Gregory was familiar with the tower and water-hens of Thoor Ballylee, which was built on his mother’s land. Riding recklessly with the foxhounds, he outraced everyone, jumped over perilously high fences and even rode horses without using a bit. His wild action inspired his lofty ideas and foreshadow­ed his airborne flights. Crediting Gregory for work he had not yet done, Yeats praises him as a great painter, inspired by vision, emotion and action. With another allusion to Sir Philip Sidney, he thrice calls him ‘Soldier, scholar, horseman, he, / As ’twere all life’s epitome.’ He repeats ‘all’ six times to show the breadth of Gregory’s talent as connoisseu­r of art and architectu­re, as artist in metal and wood, and as another Renaissanc­e man: ‘all he did done perfectly.’

The dashing pilot was not destined to fulfil his promise and survive to a quiet old age. Yeats declares that he’s still unable to accept the thought of Gregory’s recent death, which ‘took all my heart for speech’. The poet does not describe his actual death, which would have ruined the idea of a heroic sacrifice. He died tragically enough on the Austrian front in January 1918, aged thirty-six, when an allied Italian pilot mistakenly shot down his fragile biplane, and was buried in Padua. Gregory, more idealised than real, never quite comes alive in this elegant poem, with seems more traditiona­l than sincere.
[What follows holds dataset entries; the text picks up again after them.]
//! API server lifecycle: starts/stops the axum HTTP server.
//!
//! Pattern: bind → spawn background task → return handle with shutdown
//! channel.

use std::net::SocketAddr;
use std::sync::Arc;

use serde::{Deserialize, Serialize};
use tokio::sync::oneshot;
use tokio::task::JoinHandle;

use crate::api::router::api_router;
use crate::core_state::CoreState;

// ═══════════════════════════════════════════════════════════
// Public types
// ═══════════════════════════════════════════════════════════

/// Session metadata for a running API server.
#[derive(Debug, Clone, Serialize, Deserialize)]
pub struct ApiSession {
    pub server_addr: String,
    pub port: u16,
    pub started_at: String,
}

/// Handle to a running API server.
pub struct ApiServer {
    pub session: ApiSession,
    shutdown_tx: Option<oneshot::Sender<()>>,
    handle: Option<JoinHandle<()>>,
}

impl ApiServer {
    /// Shut down the server gracefully.
    pub fn shutdown(&mut self) {
        if let Some(tx) = self.shutdown_tx.take() {
            let _ = tx.send(());
            tracing::info!("API server shutdown signal sent");
        }
    }

    /// Wait until the server task exits.
    pub async fn wait(mut self) {
        if let Some(handle) = self.handle.take() {
            let _ = handle.await;
        }
    }
}

// ═══════════════════════════════════════════════════════════
// Server lifecycle
// ═══════════════════════════════════════════════════════════

/// Bind `addr` (port 0 picks an ephemeral port), build the router and
/// spawn the axum server in a background tokio task.
pub async fn start_api_server(
    core: Arc<CoreState>,
    addr: SocketAddr,
) -> Result<ApiServer, std::io::Error> {
    let listener = tokio::net::TcpListener::bind(addr).await?;
    let addr = listener.local_addr()?;

    let app = api_router(core);

    let session = ApiSession {
        server_addr: addr.to_string(),
        port: addr.port(),
        started_at: chrono::Utc::now().to_rfc3339(),
    };

    let (shutdown_tx, shutdown_rx) = oneshot::channel::<()>();

    let handle = tokio::spawn(async move {
        let shutdown_signal = async move {
            let _ = shutdown_rx.await;
            tracing::info!("API server received shutdown signal");
        };

        tracing::info!(%addr, "API server started");

        if let Err(e) = axum::serve(listener, app)
            .with_graceful_shutdown(shutdown_signal)
            .await
        {
            tracing::error!("API server error: {e}");
        }

        tracing::info!("API server stopped");
    });

    Ok(ApiServer {
        session,
        shutdown_tx: Some(shutdown_tx),
        handle: Some(handle),
    })
}

// ═══════════════════════════════════════════════════════════
// Tests
// ═══════════════════════════════════════════════════════════

#[cfg(test)]
mod tests {
    use super::*;
    use std::net::{IpAddr, Ipv4Addr};

    fn localhost() -> SocketAddr {
        SocketAddr::new(IpAddr::V4(Ipv4Addr::LOCALHOST), 0)
    }

    #[tokio::test]
    async fn start_and_stop_server() {
        let tmp = tempfile::tempdir().unwrap();
        let core = Arc::new(CoreState::new(tmp.path().join("server.db")));
        let mut server = start_api_server(core, localhost())
            .await
            .expect("server should start");

        assert!(server.session.port > 0);

        let url = format!("http://127.0.0.1:{}/api/health", server.session.port);
        let resp = reqwest::get(&url).await.unwrap();
        assert!(resp.status().is_success());
        let body: serde_json::Value = resp.json().await.unwrap();
        assert_eq!(body["status"], "ok");

        server.shutdown();
        server.wait().await;

        assert!(reqwest::get(&url).await.is_err());
    }

    #[tokio::test]
    async fn live_create_and_list() {
        let tmp = tempfile::tempdir().unwrap();
        let core = Arc::new(CoreState::new(tmp.path().join("server.db")));
        let mut server = start_api_server(core, localhost()).await.unwrap();
        let base = format!("http://127.0.0.1:{}/api", server.session.port);
        let client = reqwest::Client::new();

        let created = client
            .post(format!("{base}/medications"))
            .json(&serde_json::json!({
                "name": "Metformin",
                "dosage": "500mg",
                "time": "07:30",
                "frequency": "Twice daily",
                "instructions": "With breakfast"
            }))
            .send()
            .await
            .unwrap();
        assert_eq!(created.status(), reqwest::StatusCode::CREATED);

        let list: serde_json::Value = client
            .get(format!("{base}/medications"))
            .send()
            .await
            .unwrap()
            .json()
            .await
            .unwrap();
        assert_eq!(list["total"], 1);
        assert_eq!(list["medications"][0]["instructions"], "With breakfast");

        server.shutdown();
        server.wait().await;
    }

    #[tokio::test]
    async fn server_session_has_valid_metadata() {
        let tmp = tempfile::tempdir().unwrap();
        let core = Arc::new(CoreState::new(tmp.path().join("server.db")));
        let mut server = start_api_server(core, localhost()).await.unwrap();

        assert!(!server.session.started_at.is_empty());
        assert!(server.session.server_addr.contains(':'));

        server.shutdown();
    }
}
While Yeats’s first poem on Gregory is leisurely and expansive, his

second is compressed and intense, more dynamic, vivid and convincing than the formal elegy. In ‘An Irish Airman Foresees His Death’ (1918), Gregory prophesies his demise in his own anti-heroic voice. He knows he is going to die in aerial combat, though he doesn’t hate the enemy or, as an Irishman, love his English comrades. Neither his death nor the outcome of the war will profoundly affect his rural countrymen. He had no obligation to enlist. Indeed, many patriotic Irishmen, especially after the executions that followed the Easter Rising, supported the German enemy of Britain. He was not propelled by rabid enthusiasm for war but by a desire for action: ‘A lonely impulse of delight / Drove to this tumult in the clouds’. Yeats imagines Gregory reflecting on the possibilit­ies of his past and future, balancing his life with death, seeking glory and submitting to his predestine­d fate. He uses the elegiac form to make sense of the untimely death of the classic hero who sacrificed his life for the sake of the living. Unlike the World War I poets who emphasise the suffering of their men, Yeats idealises the heroic Gregory. High above the gas and mud of the trenches, he dies a gallant (if accidental) death.